Sonia Bélanger foi nomeada ministra da Saúde do Quebeque, na sequência da demissão de Christian Dubé, numa mudança governamental marcada por circunstâncias pouco usuais.
A tomada de posse decorreu de forma discreta, no gabinete da vice-governadora, em Quebeque, sem a presença do primeiro-ministro François Legault. Não houve, igualmente, qualquer convocatória oficial dirigida aos órgãos de comunicação social.

“Estou muito honrada com a confiança que o primeiro-ministro deposita em mim. O desafio é gigantesco e sinto-me preparada para o enfrentar”, afirmou Sonia Bélanger, confirmando a sua nomeação à saída do encontro.
Até agora ministra responsável pelos Idosos e pelos Serviços Sociais, Bélanger passará a acumular estas funções com a pasta da Saúde. Segundo informações do Gabinete Parlamentar, François Legault deverá nomear, após as férias de Natal, um adjunto para apoiar a nova ministra na gestão das duas áreas.

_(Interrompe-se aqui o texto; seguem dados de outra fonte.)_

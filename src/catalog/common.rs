//! Nodes shared by filters, controls, visuals and layouts

use super::Node;
use super::enums::*;
use crate::schema::builder::*;
use crate::schema::{OneOfBuilder, Registry, StructBuilder};

/// Shared scalar descriptors and widely reused blocks
pub(crate) struct Common {
    pub id: Node,
    pub name: Node,
    pub label: Node,
    pub title: Node,
    pub field_id: Node,
    pub expression: Node,
    pub parameter_name: Node,
    pub data_set_identifier: Node,
    pub color: Node,
    pub color_alpha: Node,
    pub float: Node,
    pub integer: Node,
    pub boolean: Node,
    pub timestamp: Node,
    pub length: Node,
    pub visibility: Node,
    pub status: Node,
    pub sort_direction: Node,
    pub time_granularity: Node,

    pub column: Node,
    pub aggregation_function: Node,
    pub numerical_aggregation_function: Node,
    pub font_configuration: Node,
    pub label_options: Node,
    pub visual_title: Node,
    pub visual_subtitle: Node,
    pub data_path_value: Node,
    pub rolling_date: Node,
    pub spacing: Node,
    pub column_hierarchy: Node,
    pub custom_action: Node,
    pub field_sort_options: Node,
    pub column_sort: Node,
    pub items_limit: Node,
    pub pagination: Node,
    pub conditional_color: Node,
    pub visibility_options: Node,
}

impl Common {
    pub(crate) fn build(reg: &mut Registry) -> Self {
        let id = id();
        let name = string_len(1, 128);
        let label = string_len(1, 2048);
        let title = string_len(1, 2048);
        let field_id = string_len(1, 512);
        let expression = string_len(1, 4096);
        let parameter_name = parameter_name();
        let data_set_identifier = string_len(1, 2048);
        let color = hex_color();
        let color_alpha = hex_color_alpha();
        let float = float();
        let integer = integer();
        let boolean = boolean();
        let timestamp = timestamp();
        let length = string();
        let visibility = enumeration(VISIBILITY);
        let status = enumeration(STATUS);
        let sort_direction = enumeration(SORT_DIRECTION);
        let time_granularity = enumeration(TIME_GRANULARITY);

        let column = StructBuilder::new("ColumnIdentifier")
            .required("column_name", &name)
            .required("data_set_identifier", &data_set_identifier)
            .register(reg);

        let percentile = StructBuilder::new("PercentileAggregation")
            .optional("percentile_value", &float_range(0.0, 100.0))
            .register(reg);
        let numerical_aggregation_function = OneOfBuilder::new("NumericalAggregationFunction")
            .variant("percentile_aggregation", &percentile)
            .variant(
                "simple_numerical_aggregation",
                &enumeration(SIMPLE_NUMERICAL_AGGREGATION),
            )
            .register(reg);
        let aggregation_function = OneOfBuilder::new("AggregationFunction")
            .variant(
                "categorical_aggregation_function",
                &enumeration(CATEGORICAL_AGGREGATION),
            )
            .variant("date_aggregation_function", &enumeration(DATE_AGGREGATION))
            .variant("numerical_aggregation_function", &numerical_aggregation_function)
            .register(reg);

        let font_size = StructBuilder::new("FontSize")
            .optional("relative", &enumeration(RELATIVE_FONT_SIZE))
            .register(reg);
        let font_weight = StructBuilder::new("FontWeight")
            .optional("name", &enumeration(FONT_WEIGHT))
            .register(reg);
        let font_configuration = StructBuilder::new("FontConfiguration")
            .optional("font_color", &color)
            .optional("font_decoration", &enumeration(FONT_DECORATION))
            .optional("font_size", &font_size)
            .optional("font_style", &enumeration(FONT_STYLE))
            .optional("font_weight", &font_weight)
            .register(reg);
        let label_options = StructBuilder::new("LabelOptions")
            .optional("custom_label", &label)
            .optional("font_configuration", &font_configuration)
            .optional("visibility", &visibility)
            .register(reg);

        let short_format_text = StructBuilder::new("ShortFormatText")
            .optional("plain_text", &string_len(1, 512))
            .optional("rich_text", &string_len(1, 1024))
            .register(reg);
        let long_format_text = StructBuilder::new("LongFormatText")
            .optional("plain_text", &string_len(1, 1024))
            .optional("rich_text", &string_len(1, 2048))
            .register(reg);
        let visual_title = StructBuilder::new("VisualTitleLabelOptions")
            .optional("format_text", &short_format_text)
            .optional("visibility", &visibility)
            .register(reg);
        let visual_subtitle = StructBuilder::new("VisualSubtitleLabelOptions")
            .optional("format_text", &long_format_text)
            .optional("visibility", &visibility)
            .register(reg);

        let data_path_value = StructBuilder::new("DataPathValue")
            .required("field_id", &field_id)
            .required("field_value", &string_len(1, 2048))
            .register(reg);
        let rolling_date = StructBuilder::new("RollingDateConfiguration")
            .optional("data_set_identifier", &data_set_identifier)
            .required("expression", &expression)
            .register(reg);
        let spacing = StructBuilder::new("Spacing")
            .optional("bottom", &length)
            .optional("left", &length)
            .optional("right", &length)
            .optional("top", &length)
            .register(reg);
        let visibility_options = StructBuilder::new("VisibilityOptions")
            .optional("visibility", &visibility)
            .register(reg);

        let drill_down_filter = Self::drill_down_filter(reg, &column, &float, &timestamp, &time_granularity);
        let column_hierarchy = Self::column_hierarchy(reg, &id, &column, &drill_down_filter);
        let custom_action = Self::custom_action(reg, &id, &parameter_name, &float, &integer, &timestamp, &status);

        let column_sort = StructBuilder::new("ColumnSort")
            .required("direction", &sort_direction)
            .required("sort_by", &column)
            .optional("aggregation_function", &aggregation_function)
            .register(reg);
        let field_sort = StructBuilder::new("FieldSort")
            .required("direction", &sort_direction)
            .required("field_id", &field_id)
            .register(reg);
        let field_sort_options = OneOfBuilder::new("FieldSortOptions")
            .variant("column_sort", &column_sort)
            .variant("field_sort", &field_sort)
            .register(reg);
        let items_limit = StructBuilder::new("ItemsLimitConfiguration")
            .optional("items_limit", &integer)
            .required("other_categories", &enumeration(OTHER_CATEGORIES))
            .register(reg);
        let pagination = StructBuilder::new("PaginationConfiguration")
            .required("page_number", &int_range(0, i64::from(i32::MAX)))
            .required("page_size", &integer)
            .register(reg);

        let solid = StructBuilder::new("ConditionalFormattingSolidColor")
            .required("expression", &string_len(1, 4096))
            .optional("color", &color)
            .register(reg);
        let gradient_stop = StructBuilder::new("GradientStop")
            .required("gradient_offset", &float)
            .optional("color", &color)
            .optional("data_value", &float)
            .register(reg);
        let gradient_color = StructBuilder::new("GradientColor")
            .list("stops", &gradient_stop, 0, 100)
            .register(reg);
        let gradient = StructBuilder::new("ConditionalFormattingGradientColor")
            .required("color", &gradient_color)
            .required("expression", &string_len(1, 4096))
            .register(reg);
        let conditional_color = OneOfBuilder::new("ConditionalFormattingColor")
            .variant("gradient", &gradient)
            .variant("solid", &solid)
            .register(reg);

        Self {
            id,
            name,
            label,
            title,
            field_id,
            expression,
            parameter_name,
            data_set_identifier,
            color,
            color_alpha,
            float,
            integer,
            boolean,
            timestamp,
            length,
            visibility,
            status,
            sort_direction,
            time_granularity,
            column,
            aggregation_function,
            numerical_aggregation_function,
            font_configuration,
            label_options,
            visual_title,
            visual_subtitle,
            data_path_value,
            rolling_date,
            spacing,
            column_hierarchy,
            custom_action,
            field_sort_options,
            column_sort,
            items_limit,
            pagination,
            conditional_color,
            visibility_options,
        }
    }

    fn drill_down_filter(
        reg: &mut Registry,
        column: &Node,
        float: &Node,
        timestamp: &Node,
        time_granularity: &Node,
    ) -> Node {
        let category = StructBuilder::new("CategoryDrillDownFilter")
            .list("category_values", &string_len(0, 512), 0, 100_000)
            .required("column", column)
            .register(reg);
        let numeric_equality = StructBuilder::new("NumericEqualityDrillDownFilter")
            .required("column", column)
            .required("value", float)
            .register(reg);
        let time_range = StructBuilder::new("TimeRangeDrillDownFilter")
            .required("column", column)
            .required("range_maximum", timestamp)
            .required("range_minimum", timestamp)
            .required("time_granularity", time_granularity)
            .register(reg);
        OneOfBuilder::new("DrillDownFilter")
            .variant("category_filter", &category)
            .variant("numeric_equality_filter", &numeric_equality)
            .variant("time_range_filter", &time_range)
            .register(reg)
    }

    fn column_hierarchy(reg: &mut Registry, id: &Node, column: &Node, drill_down_filter: &Node) -> Node {
        let date_time = StructBuilder::new("DateTimeHierarchy")
            .required("hierarchy_id", id)
            .list("drill_down_filters", drill_down_filter, 0, 10)
            .register(reg);
        let explicit = StructBuilder::new("ExplicitHierarchy")
            .list("columns", column, 2, 10)
            .required("hierarchy_id", id)
            .list("drill_down_filters", drill_down_filter, 0, 10)
            .register(reg);
        let predefined = StructBuilder::new("PredefinedHierarchy")
            .list("columns", column, 1, 10)
            .required("hierarchy_id", id)
            .list("drill_down_filters", drill_down_filter, 0, 10)
            .register(reg);
        OneOfBuilder::new("ColumnHierarchy")
            .variant("date_time_hierarchy", &date_time)
            .variant("explicit_hierarchy", &explicit)
            .variant("predefined_hierarchy", &predefined)
            .register(reg)
    }

    fn custom_action(
        reg: &mut Registry,
        id: &Node,
        parameter_name: &Node,
        float: &Node,
        integer: &Node,
        timestamp: &Node,
        status: &Node,
    ) -> Node {
        let selected_fields = StructBuilder::new("FilterOperationSelectedFieldsConfiguration")
            .optional("selected_field_options", &enumeration(SELECTED_FIELD_OPTIONS))
            .list("selected_fields", &string_len(1, 512), 0, 20)
            .register(reg);
        let same_sheet = StructBuilder::new("SameSheetTargetVisualConfiguration")
            .optional("target_visual_options", &enumeration(TARGET_VISUAL_OPTIONS))
            .set("target_visuals", id, 0, 30)
            .register(reg);
        let target_visuals = StructBuilder::new("FilterOperationTargetVisualsConfiguration")
            .optional("same_sheet_target_visual_configuration", &same_sheet)
            .register(reg);
        let filter_operation = StructBuilder::new("CustomActionFilterOperation")
            .required("selected_fields_configuration", &selected_fields)
            .required("target_visuals_configuration", &target_visuals)
            .register(reg);

        let local_navigation = StructBuilder::new("LocalNavigationConfiguration")
            .required("target_sheet_id", id)
            .register(reg);
        let navigation_operation = StructBuilder::new("CustomActionNavigationOperation")
            .optional("local_navigation_configuration", &local_navigation)
            .register(reg);

        let custom_values = StructBuilder::new("CustomParameterValues")
            .list("date_time_values", timestamp, 0, 50_000)
            .list("decimal_values", float, 0, 50_000)
            .list("integer_values", integer, 0, 50_000)
            .list("string_values", &string(), 0, 50_000)
            .register(reg);
        let custom_values_configuration = StructBuilder::new("CustomValuesConfiguration")
            .required("custom_values", &custom_values)
            .optional("include_null_value", &boolean())
            .register(reg);
        let destination = StructBuilder::new("DestinationParameterValueConfiguration")
            .optional("custom_values_configuration", &custom_values_configuration)
            .optional("select_all_value_options", &enumeration(SELECT_ALL_VALUE_OPTIONS))
            .optional("source_field", &string_len(1, 512))
            .optional("source_parameter_name", parameter_name)
            .register(reg);
        let set_parameter_value = StructBuilder::new("SetParameterValueConfiguration")
            .required("destination_parameter_name", parameter_name)
            .required("value", &destination)
            .register(reg);
        let set_parameters_operation = StructBuilder::new("CustomActionSetParametersOperation")
            .list("parameter_value_configurations", &set_parameter_value, 1, 200)
            .register(reg);

        let url_operation = StructBuilder::new("CustomActionURLOperation")
            .required("url_target", &enumeration(URL_TARGET))
            .required("url_template", &string_len(1, 2048))
            .register(reg);

        let operation = OneOfBuilder::new("VisualCustomActionOperation")
            .variant("filter_operation", &filter_operation)
            .variant("navigation_operation", &navigation_operation)
            .variant("set_parameters_operation", &set_parameters_operation)
            .variant("url_operation", &url_operation)
            .wire("URLOperation")
            .register(reg);

        StructBuilder::new("VisualCustomAction")
            .list("action_operations", &operation, 1, 2)
            .required("custom_action_id", id)
            .required("name", &string_len(1, 256))
            .required("trigger", &enumeration(CUSTOM_ACTION_TRIGGER))
            .optional("status", status)
            .register(reg)
    }
}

A governante limitou-se a ler uma breve declaração, sem responder às perguntas dos jornalistas.
Percurso profissional
Enfermeira de formação, Sonia Bélanger construiu um percurso profissional sólido na área da saúde, tendo ascendido a cargos de liderança até se tornar presidente-directora-geral do CIUSSS do Centro-Sul da Ilha de Montreal.

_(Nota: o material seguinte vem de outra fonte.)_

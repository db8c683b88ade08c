//! Analysis Definition SDK - Schema-driven conversion for analysis definitions
//!
//! Provides unified interfaces for:
//! - Schema descriptors (scalars, structs, oneof groups) and their builders
//! - The node catalog for analysis, template and data set definitions
//! - Expanding configuration trees into domain object graphs
//! - Flattening domain object graphs back into configuration trees
//! - Rendering domain values in the service wire shape

pub mod catalog;
#[cfg(feature = "cli")]
pub mod cli;
pub mod convert;
pub mod error;
pub mod models;
pub mod schema;
pub mod validation;
pub mod wire;

// Re-export commonly used types
pub use catalog::Catalog;
pub use convert::{
    ConversionConfig, Converter, MalformedScalarPolicy, VariantPolicy, expand, flatten, normalize,
};
pub use error::{ExpandError, ExpandErrorKind, ExpandResult, FieldPath, PathSegment};
pub use models::{ConfigValue, DomainValue, Leaf, Scalar};
pub use schema::{Cardinality, SchemaNode};
pub use wire::{from_wire, to_wire};
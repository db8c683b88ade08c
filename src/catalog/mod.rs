//! Node catalog for analysis, template and data set definitions
//!
//! Every node type is registered under its service type name, e.g.
//! `AnalysisDefinition`, `Visual`, `GridLayoutElement`. Sub-descriptors are
//! shared: the `ColumnIdentifier` node reached through a filter is the same
//! allocation as the one reached through a sort.
//!
//! ```rust
//! use analysis_definition_sdk::catalog::Catalog;
//!
//! let catalog = Catalog::global();
//! let visual = catalog.node("Visual").unwrap();
//! assert_eq!(visual.as_oneof().unwrap().variants.len(), 23);
//! ```

mod chart;
mod common;
mod control;
mod data_set;
mod definition;
pub mod enums;
mod filter;
mod format;
mod layout;
mod parameter;
mod sheet;
mod table;
mod visual;

use std::sync::Arc;

use once_cell::sync::Lazy;

use crate::schema::{Registry, SchemaNode};

pub(crate) type Node = Arc<SchemaNode>;

/// Type names of the definitions a conversion usually starts from
pub const ROOT_NODES: &[&str] = &[
    "AnalysisDefinition",
    "DataSetDefinition",
    "TemplateSourceEntity",
    "TemplateVersionDefinition",
];

static GLOBAL: Lazy<Catalog> = Lazy::new(Catalog::new);

/// Immutable registry of every node type
#[derive(Debug, Clone)]
pub struct Catalog {
    registry: Registry,
}

impl Catalog {
    /// Build the full catalog
    ///
    /// Construction is deterministic; prefer [`Catalog::global`] unless an
    /// independent instance is needed.
    pub fn new() -> Self {
        let mut reg = Registry::new();

        let common = common::Common::build(&mut reg);
        let formats = format::Formats::build(&mut reg, &common);
        let controls = control::Controls::build(&mut reg, &common);
        let filter_group = filter::build(&mut reg, &common, &controls);
        let parameter_declaration = parameter::build(&mut reg, &common);
        let layouts = layout::Layouts::build(&mut reg, &common);
        let parts = chart::ChartParts::build(&mut reg, &common, &formats);
        let visual = visual::build(&mut reg, &common, &formats, &parts);
        let sheet = sheet::build(&mut reg, &common, &controls, &layouts, &visual);

        definition::build(
            &mut reg,
            &definition::DefinitionParts {
                common: &common,
                formats: &formats,
                parameter_declaration: &parameter_declaration,
                filter_group: &filter_group,
                sheet: &sheet,
                analysis_defaults: &layouts.analysis_defaults,
            },
        );
        data_set::build(&mut reg, &common);

        tracing::debug!("Built node catalog with {} types", reg.len());
        Self { registry: reg }
    }

    /// The process-wide catalog, built on first use
    pub fn global() -> &'static Catalog {
        &GLOBAL
    }

    /// Look up a node type by name
    pub fn node(&self, name: &str) -> Option<&Arc<SchemaNode>> {
        self.registry.get(name)
    }

    /// Registered type names in lexical order
    pub fn node_names(&self) -> impl Iterator<Item = &str> {
        self.registry.names()
    }

    pub fn len(&self) -> usize {
        self.registry.len()
    }

    pub fn is_empty(&self) -> bool {
        self.registry.is_empty()
    }

    pub fn analysis_definition(&self) -> Option<&Arc<SchemaNode>> {
        self.node("AnalysisDefinition")
    }

    pub fn data_set_definition(&self) -> Option<&Arc<SchemaNode>> {
        self.node("DataSetDefinition")
    }
}

impl Default for Catalog {
    fn default() -> Self {
        Self::new()
    }
}

#[cfg(test)]
mod tests {
    use super::*;

    #[test]
    fn test_roots_registered() {
        let catalog = Catalog::new();
        for name in ROOT_NODES {
            assert!(catalog.node(name).is_some(), "missing {}", name);
        }
        assert!(catalog.len() > 150);
    }

    #[test]
    fn test_shared_column_identifier() {
        let catalog = Catalog::new();
        let column = catalog.node("ColumnIdentifier").unwrap();
        let filter = catalog.node("CategoryFilter").unwrap();
        let via_filter = &filter.as_struct().unwrap().field("column").unwrap().node;
        assert!(Arc::ptr_eq(column, via_filter));
    }

    #[test]
    fn test_global_is_memoized() {
        assert!(std::ptr::eq(Catalog::global(), Catalog::global()));
    }
}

Ingressou na política em 2022, eleita deputada pela Coalition Avenir Québec (CAQ).
A demissão de Christian Dubé apanhou de surpresa o primeiro-ministro, na quinta-feira. Uma fonte governamental classificou o gesto como “impulsivo”, sublinhando que o agora ex-ministro optou por passar a deputado independente, em vez de apoiar a CAQ nas futuras alterações à chamada Lei 2, diploma da sua autoria.

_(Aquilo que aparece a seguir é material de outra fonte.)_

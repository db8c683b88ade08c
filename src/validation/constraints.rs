//! Scalar constraint and cardinality checks
//!
//! The host configuration system normally enforces these before a tree reaches
//! the converter; expand only runs them when asked to.

use crate::error::ExpandErrorKind;
use crate::models::Scalar;
use crate::schema::{Cardinality, ScalarKind, ScalarSchema};

/// Result of a constraint check
pub type ConstraintResult = Result<(), ExpandErrorKind>;

/// Check a tree scalar against the constraints of its schema
///
/// Enum membership is reported as `InvalidEnumValue`; length, pattern and range
/// failures as `ConstraintViolation`. Nullable integer sentinels always pass.
///
/// # Example
///
/// ```rust
/// use analysis_definition_sdk::models::Scalar;
/// use analysis_definition_sdk::schema::{ScalarKind, ScalarSchema};
/// use analysis_definition_sdk::validation::check_scalar;
///
/// let schema = ScalarSchema::new(ScalarKind::String).with_length(1, 3);
/// assert!(check_scalar(&Scalar::from("abc"), &schema).is_ok());
/// assert!(check_scalar(&Scalar::from("abcd"), &schema).is_err());
/// ```
pub fn check_scalar(value: &Scalar, schema: &ScalarSchema) -> ConstraintResult {
    let constraints = &schema.constraints;

    if schema.kind == ScalarKind::NullableInt
        && let Scalar::String(s) = value
        && (s.is_empty() || s == "null")
    {
        return Ok(());
    }

    if !constraints.enum_values.is_empty() {
        let candidate = value.as_str().unwrap_or_default();
        if !constraints.enum_values.iter().any(|v| v == candidate) {
            return Err(ExpandErrorKind::InvalidEnumValue {
                value: display(value),
                allowed: constraints.enum_values.clone(),
            });
        }
    }

    if let Scalar::String(s) = value
        && schema.kind != ScalarKind::NullableInt
    {
        if let Some((min, max)) = constraints.length {
            let len = s.chars().count();
            if len < min || len > max {
                return Err(ExpandErrorKind::ConstraintViolation(format!(
                    "length {} outside {}..={}",
                    len, min, max
                )));
            }
        }
        if let Some(pattern) = &constraints.pattern
            && !pattern.is_match(s)
        {
            return Err(ExpandErrorKind::ConstraintViolation(format!(
                "{:?} does not match pattern {}",
                s,
                pattern.as_str()
            )));
        }
    }

    if let Some((min, max)) = constraints.range
        && let Some(number) = numeric(value, schema.kind)
        && (number < min || number > max)
    {
        return Err(ExpandErrorKind::ConstraintViolation(format!(
            "{} outside {}..={}",
            number, min, max
        )));
    }

    Ok(())
}

/// Check an element count against a field's cardinality
///
/// Singular cardinalities only reject more than one element; a missing
/// required value is reported separately as `MissingRequiredField`.
pub fn check_cardinality(actual: usize, cardinality: Cardinality) -> ConstraintResult {
    let (min, max) = cardinality.bounds();
    let ok = match cardinality {
        Cardinality::Required | Cardinality::OptionalSingle => actual <= 1,
        Cardinality::List { .. } | Cardinality::Set { .. } => actual >= min && actual <= max,
    };
    if ok {
        Ok(())
    } else {
        Err(ExpandErrorKind::CardinalityViolation { min, max, actual })
    }
}

fn numeric(value: &Scalar, kind: ScalarKind) -> Option<f64> {
    match value {
        Scalar::Number(n) => n.as_f64(),
        Scalar::String(s) if kind == ScalarKind::NullableInt => s.parse::<i64>().ok().map(|v| v as f64),
        Scalar::String(s) if kind == ScalarKind::Float => s.parse::<f64>().ok(),
        _ => None,
    }
}

fn display(value: &Scalar) -> String {
    match value {
        Scalar::String(s) => s.clone(),
        Scalar::Number(n) => n.to_string(),
        Scalar::Bool(b) => b.to_string(),
    }
}

#[cfg(test)]
mod tests {
    use super::*;
    use crate::schema::builder::{COLOR_PATTERN, ID_PATTERN};

    #[test]
    fn test_enum_membership_is_case_sensitive() {
        let schema = ScalarSchema::new(ScalarKind::Enum).with_enum_values(["ENABLED", "DISABLED"]);
        assert!(check_scalar(&Scalar::from("ENABLED"), &schema).is_ok());
        assert!(matches!(
            check_scalar(&Scalar::from("enabled"), &schema),
            Err(ExpandErrorKind::InvalidEnumValue { .. })
        ));
    }

    #[test]
    fn test_length_counts_characters() {
        let schema = ScalarSchema::new(ScalarKind::String).with_length(1, 2);
        assert!(check_scalar(&Scalar::from("äö"), &schema).is_ok());
        assert!(check_scalar(&Scalar::from(""), &schema).is_err());
    }

    #[test]
    fn test_pattern() {
        let id = ScalarSchema::new(ScalarKind::String).with_pattern(&ID_PATTERN);
        assert!(check_scalar(&Scalar::from("visual-1"), &id).is_ok());
        assert!(check_scalar(&Scalar::from("visual 1"), &id).is_err());

        let color = ScalarSchema::new(ScalarKind::Color).with_pattern(&COLOR_PATTERN);
        assert!(check_scalar(&Scalar::from("#FFAA00"), &color).is_ok());
        assert!(check_scalar(&Scalar::from("red"), &color).is_err());
    }

    #[test]
    fn test_range() {
        let schema = ScalarSchema::new(ScalarKind::Integer).with_range(1.0, 1000.0);
        assert!(check_scalar(&Scalar::from(1000), &schema).is_ok());
        assert!(check_scalar(&Scalar::from(0), &schema).is_err());

        let float = ScalarSchema::new(ScalarKind::Float).with_range(0.0, 1.0);
        assert!(check_scalar(&Scalar::from_f64(f64::INFINITY), &float).is_err());
        assert!(check_scalar(&Scalar::from_f64(0.5), &float).is_ok());
    }

    #[test]
    fn test_nullable_int_range_and_sentinels() {
        let schema = ScalarSchema::new(ScalarKind::NullableInt).with_range(0.0, 35.0);
        assert!(check_scalar(&Scalar::from(""), &schema).is_ok());
        assert!(check_scalar(&Scalar::from("null"), &schema).is_ok());
        assert!(check_scalar(&Scalar::from("35"), &schema).is_ok());
        assert!(check_scalar(&Scalar::from("36"), &schema).is_err());
    }

    #[test]
    fn test_cardinality() {
        let list = Cardinality::List { min: 1, max: 3 };
        assert!(check_cardinality(1, list).is_ok());
        assert!(check_cardinality(3, list).is_ok());
        assert_eq!(
            check_cardinality(0, list),
            Err(ExpandErrorKind::CardinalityViolation { min: 1, max: 3, actual: 0 })
        );
        assert!(check_cardinality(4, list).is_err());
        assert!(check_cardinality(2, Cardinality::OptionalSingle).is_err());
        assert!(check_cardinality(0, Cardinality::Required).is_ok());
    }
}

Essa lei, que altera o modelo de remuneração dos médicos, deverá sofrer modificações significativas na sequência do acordo alcançado entre o governo e a Federação dos Médicos de Clínica Geral do Quebeque (FMOQ). Entre os pontos acordados está o abandono das penalizações financeiras previstas para os médicos que não atinjam os objectivos estabelecidos.
Legault justifica decisão
Na sexta-feira de manhã, François Legault explicou publicamente a decisão de afastar Christian Dubé das negociações com os médicos.
“Enquanto primeiro-ministro, considerei que tínhamos ido suficientemente longe e que era tempo de chegar a um entendimento com os médicos, para evitar a degradação do sistema de saúde”, escreveu Legault na rede social X. Acrescentou que reassumiu o controlo das negociações, com o apoio de France-Élaine Duranceau, para se concentrar nas reformas essenciais destinadas a melhorar os serviços prestados à população.